私たちは自分の生活に追われるように年月を過ごしました。考えること少なく、祈ること少なく、思い煩うことの多い日々を悔いております。どうか主よ、私たちの弱さを覚え、私たちのために信仰の戦いを戦ってください。多くの人々は年を取ることに何の喜びも見出しませんが、私たちは、主に出会い、主と共に生きることこそ喜びであることを証ししたいと願います。どうか私たちを主の御体の肢として活かし用いて、どのような時にも聖なる御名を証しし、ご栄光を現わすものとならせてください。

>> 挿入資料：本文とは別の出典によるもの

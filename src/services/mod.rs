pub mod account;

pub use account::{validate_email, AccountError, AccountPolicy, AccountService, LoginOutcome, RefreshOutcome};
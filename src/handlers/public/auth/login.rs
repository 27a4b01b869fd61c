// handlers/public/auth/login.rs - POST /login

use axum::extract::State;
use serde::{Deserialize, Serialize};

use crate::app::AppState;
use crate::middleware::{ApiResponse, ApiResult, JsonOrForm};

#[derive(Debug, Deserialize)]
pub struct LoginCredentials {
    pub email: String,
    pub password: String,
}

#[derive(Debug, Serialize)]
pub struct LoginResponse {
    pub id: i64,
    pub admin: bool,
    pub token: String,
    pub refresh_token: String,
}

/// POST /login - Authenticate credentials and receive an access/refresh pair
///
/// Expected Input (JSON or form-encoded):
/// ```json
/// { "email": "alice@example.com", "password": "secret1" }
/// ```
///
/// Failures: 400 invalid credentials, 403 account not activated.
pub async fn login_post(
    State(state): State<AppState>,
    JsonOrForm(credentials): JsonOrForm<LoginCredentials>,
) -> ApiResult<LoginResponse> {
    let outcome = state
        .accounts
        .login(&credentials.email, &credentials.password)
        .await?;

    Ok(ApiResponse::success(LoginResponse {
        id: outcome.user_id,
        admin: outcome.is_admin,
        token: outcome.tokens.access_token,
        refresh_token: outcome.tokens.refresh_token,
    }))
}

今、お病気の方々、忙しい日々の労苦を負っておられる方々を覚えます。主の恵みがその方々の上に注がれますように。本日は聖餐に与ります。私たちの救いのためになされた主の御業の全てを感謝して与るものとならせてください。また本日予定されている長老会議の上に御心が成りますように。藤野先生ご夫妻の陪席をいただいて行われるこの会議を、最初から最後までお導きください。すべてのことを感謝し、御手に委ねます。
この感謝と願い、尊き主、イエス・キリストの御名によって祈ります。アーメン。